Receptor-mediated down-regulation of neutral endopeptidase (NEP; EC 3.4.24.11; CD10) on immature B lymphocytes by dexamethasone

Abstract

Neutral endopeptidase is a membrane bound enzyme with various functions depending on cell type or tissue origin. Normal development and differentiation of immature B lymphocytes depends on expression of CD10/NEP on B cell progenitors and bone marrow stromal cells. Synthetic glucocorticoid dexamethasone (dex), an immunosuppressive and anti-inflammatory drug, was shown to be a potent modulator of CD10/NEP expressed on cells of non-hematopoietic origin. We investigated the effect of dex on expression of differentiation marker CD10/NEP on immature B cells. The drug was applied in concentrations corresponding to the physiological range. CD10/NEP was measured at three levels of expression: mRNA (by means of duplex PCR), membrane protein marker (FACS analysis) and enzyme activity (hydrolysis of a selective chromogenic substrate). Dex down-regulated CD10/NEP expression on immature B cell line NALM-6 in a concentration- and time-dependent fashion.

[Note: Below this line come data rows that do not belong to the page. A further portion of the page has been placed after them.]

//! Lookup tables for abbreviations, reporters, courts, and signals.
//!
//! The maps are built at compile time with `phf`. Tables whose order matters
//! (the state reporter table and the signal list) are plain slices so that
//! lookups walk them in a fixed priority order.

use phf::phf_map;

/// Month abbreviations used inside date parentheticals.
pub static MONTHS: phf::Map<&'static str, &'static str> = phf_map! {
    "January" => "Jan.",
    "February" => "Feb.",
    "March" => "Mar.",
    "April" => "Apr.",
    "May" => "May",
    "June" => "June",
    "July" => "July",
    "August" => "Aug.",
    "September" => "Sept.",
    "October" => "Oct.",
    "November" => "Nov.",
    "December" => "Dec.",
};

/// Journal abbreviations.
///
/// Keys are title-cased (every word capitalized, including "Of" and "And")
/// because matched journal names are title-cased before lookup.
pub static JOURNALS: phf::Map<&'static str, &'static str> = phf_map! {
    "Harvard Law Review" => "Harv. L. Rev.",
    "Yale Law Journal" => "Yale L.J.",
    "Columbia Law Review" => "Colum. L. Rev.",
    "Stanford Law Review" => "Stan. L. Rev.",
    "University Of Chicago Law Review" => "U. Chi. L. Rev.",
    "University Of Pennsylvania Law Review" => "U. Pa. L. Rev.",
    "Michigan Law Review" => "Mich. L. Rev.",
    "California Law Review" => "Calif. L. Rev.",
    "Virginia Law Review" => "Va. L. Rev.",
    "Texas Law Review" => "Tex. L. Rev.",
    "Georgetown Law Journal" => "Geo. L.J.",
    "Cornell Law Review" => "Cornell L. Rev.",
    "Duke Law Journal" => "Duke L.J.",
    "Northwestern University Law Review" => "Nw. U. L. Rev.",
    "New York University Law Review" => "N.Y.U. L. Rev.",
    "Ucla Law Review" => "UCLA L. Rev.",
    "Vanderbilt Law Review" => "Vand. L. Rev.",
    "Minnesota Law Review" => "Minn. L. Rev.",
    "Notre Dame Law Review" => "Notre Dame L. Rev.",
    "Boston University Law Review" => "B.U. L. Rev.",
    "Iowa Law Review" => "Iowa L. Rev.",
    "William And Mary Law Review" => "Wm. & Mary L. Rev.",
    "Journal Of Legal Studies" => "J. Legal Stud.",
    "Supreme Court Review" => "Sup. Ct. Rev.",
    "American Bar Association Journal" => "A.B.A. J.",
};

/// Reporters a case citation may cite.
///
/// The grammar builds its reporter alternation from this list sorted
/// longest-first, so that "F. Supp. 2d" is never read as "F.".
pub const REPORTERS: &[&str] = &[
    // Supreme Court
    "U.S.",
    "S. Ct.",
    "L. Ed.",
    "L. Ed. 2d",
    // Courts of appeals
    "F.",
    "F.2d",
    "F.3d",
    "F.4th",
    "F. App'x",
    // District courts
    "F. Supp.",
    "F. Supp. 2d",
    "F. Supp. 3d",
    "F.R.D.",
    "B.R.",
    // Specialized federal courts
    "Fed. Cl.",
    "Ct. Cl.",
    "T.C.",
    "M.J.",
    "Vet. App.",
    // California
    "Cal.",
    "Cal. 2d",
    "Cal. 3d",
    "Cal. 4th",
    "Cal. 5th",
    "Cal. App.",
    "Cal. App. 2d",
    "Cal. App. 3d",
    "Cal. App. 4th",
    "Cal. App. 5th",
    "Cal. Rptr.",
    "Cal. Rptr. 2d",
    "Cal. Rptr. 3d",
    // New York
    "N.Y.",
    "N.Y.2d",
    "N.Y.3d",
    "N.Y.S.",
    "N.Y.S.2d",
    "N.Y.S.3d",
    "A.D.",
    "A.D.2d",
    "A.D.3d",
    "Misc.",
    "Misc. 2d",
    "Misc. 3d",
    // Other official state reporters
    "Mass.",
    "Mass. App. Ct.",
    "Ill.",
    "Ill. 2d",
    "Ohio St.",
    "Ohio St. 2d",
    "Ohio St. 3d",
    "Pa.",
    "N.J.",
    "Wash.",
    "Wash. 2d",
    "Tex.",
    // Regional reporters
    "A.",
    "A.2d",
    "A.3d",
    "N.E.",
    "N.E.2d",
    "N.E.3d",
    "N.W.",
    "N.W.2d",
    "P.",
    "P.2d",
    "P.3d",
    "S.E.",
    "S.E.2d",
    "S.W.",
    "S.W.2d",
    "S.W.3d",
    "So.",
    "So. 2d",
    "So. 3d",
];

/// Reporters allowed for each federal court level.
pub static COURT_REPORTERS: phf::Map<&'static str, &'static [&'static str]> = phf_map! {
    "Supreme Court" => &["U.S.", "S. Ct.", "L. Ed.", "L. Ed. 2d"],
    "Court of Federal Claims" => &["Fed. Cl.", "Ct. Cl."],
    "Tax Court" => &["T.C."],
    "Court of Appeals" => &["F.", "F.2d", "F.3d", "F.4th", "F. App'x"],
    "District Courts" => &["F. Supp.", "F. Supp. 2d", "F. Supp. 3d", "F.R.D.", "B.R."],
    "Military Service" => &["M.J."],
    "Veterans' Appeals" => &["Vet. App."],
};

/// Reporters allowed for each state court level, in lookup order.
pub const STATE_REPORTERS: &[(&str, &[&str])] = &[
    (
        "California Appellate",
        &[
            "Cal. App.",
            "Cal. App. 2d",
            "Cal. App. 3d",
            "Cal. App. 4th",
            "Cal. App. 5th",
        ],
    ),
    (
        "California",
        &[
            "Cal.",
            "Cal. 2d",
            "Cal. 3d",
            "Cal. 4th",
            "Cal. 5th",
            "Cal. Rptr.",
            "Cal. Rptr. 2d",
            "Cal. Rptr. 3d",
        ],
    ),
    ("New York Appellate", &["N.Y.2d", "N.Y.3d"]),
    (
        "New York",
        &[
            "N.Y.",
            "N.Y.S.",
            "N.Y.S.2d",
            "N.Y.S.3d",
            "A.D.",
            "A.D.2d",
            "A.D.3d",
            "Misc.",
            "Misc. 2d",
            "Misc. 3d",
        ],
    ),
    ("Massachusetts", &["Mass.", "Mass. App. Ct."]),
    ("Illinois", &["Ill.", "Ill. 2d"]),
    ("Ohio", &["Ohio St.", "Ohio St. 2d", "Ohio St. 3d"]),
    ("Pennsylvania", &["Pa."]),
    ("New Jersey", &["N.J."]),
    ("Washington", &["Wash.", "Wash. 2d"]),
    ("Texas", &["Tex."]),
    ("Atlantic Region", &["A.", "A.2d", "A.3d"]),
    ("North Eastern Region", &["N.E.", "N.E.2d", "N.E.3d"]),
    ("North Western Region", &["N.W.", "N.W.2d"]),
    ("Pacific Region", &["P.", "P.2d", "P.3d"]),
    ("South Eastern Region", &["S.E.", "S.E.2d"]),
    ("South Western Region", &["S.W.", "S.W.2d", "S.W.3d"]),
    ("Southern Region", &["So.", "So. 2d", "So. 3d"]),
];

/// Introductory signals, in the order they are tried.
///
/// Longer signals come before the signals they start with ("See also" before
/// "See").
pub const SIGNALS: &[&str] = &[
    "See generally, e.g.,",
    "See generally",
    "See also, e.g.,",
    "See also",
    "See, e.g.,",
    "But see, e.g.,",
    "But see",
    "But cf., e.g.,",
    "But cf.",
    "See",
    "Cf., e.g.,",
    "Cf.",
    "Compare",
    "Contra",
    "Accord",
    "E.g.,",
];

/// Explanatory phrases that are always emphasized.
pub const EXPLANATORY_PHRASES: &[&str] = &["aff’d", "aff'd", "overruled by", "as quoted in"];

/// Party-name word abbreviations.
pub static WORD_ABBREVIATIONS: phf::Map<&'static str, &'static str> = phf_map! {
    "Administration" => "Admin.",
    "Administrative" => "Admin.",
    "Association" => "Ass'n",
    "Authority" => "Auth.",
    "Board" => "Bd.",
    "Brothers" => "Bros.",
    "Commission" => "Comm'n",
    "Committee" => "Comm.",
    "Community" => "Cmty.",
    "Company" => "Co.",
    "Corporation" => "Corp.",
    "County" => "Cnty.",
    "Department" => "Dep't",
    "District" => "Dist.",
    "Education" => "Educ.",
    "Environmental" => "Env't",
    "Federal" => "Fed.",
    "Government" => "Gov't",
    "Hospital" => "Hosp.",
    "Incorporated" => "Inc.",
    "Insurance" => "Ins.",
    "International" => "Int'l",
    "Justice" => "Just.",
    "Limited" => "Ltd.",
    "Manufacturing" => "Mfg.",
    "National" => "Nat'l",
    "Railroad" => "R.R.",
    "Railway" => "Ry.",
    "Services" => "Servs.",
    "Transportation" => "Transp.",
    "University" => "Univ.",
};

The effect was detected at all three levels. Dex-induced CD10/NEP down-regulation was mediated via glucocorticoid receptors (GR), as it was fully abrogated by a GR antagonist, RU 38486. That occurred at all three levels. The mechanism of dex-induced CD10/NEP down-regulation is not likely to include selection of cells that are CD10low since the effect was partly reversible after the removal of dex. However, dex-induced CD10/NEP down-regulation did include decreased transcription of the CD10 mRNA. Transcriptional inhibitor actinomycin D completely abolished dex-induced CD10/NEP down-regulation. Since differentiation of normal B lymphocytes is associated with down-regulation of CD10/NEP, the data presented suggest that low, physiologically relevant concentrations of glucocorticoids (such as observed in acute stress) may play a regulatory role in normal development and maturation of B lymphocytes.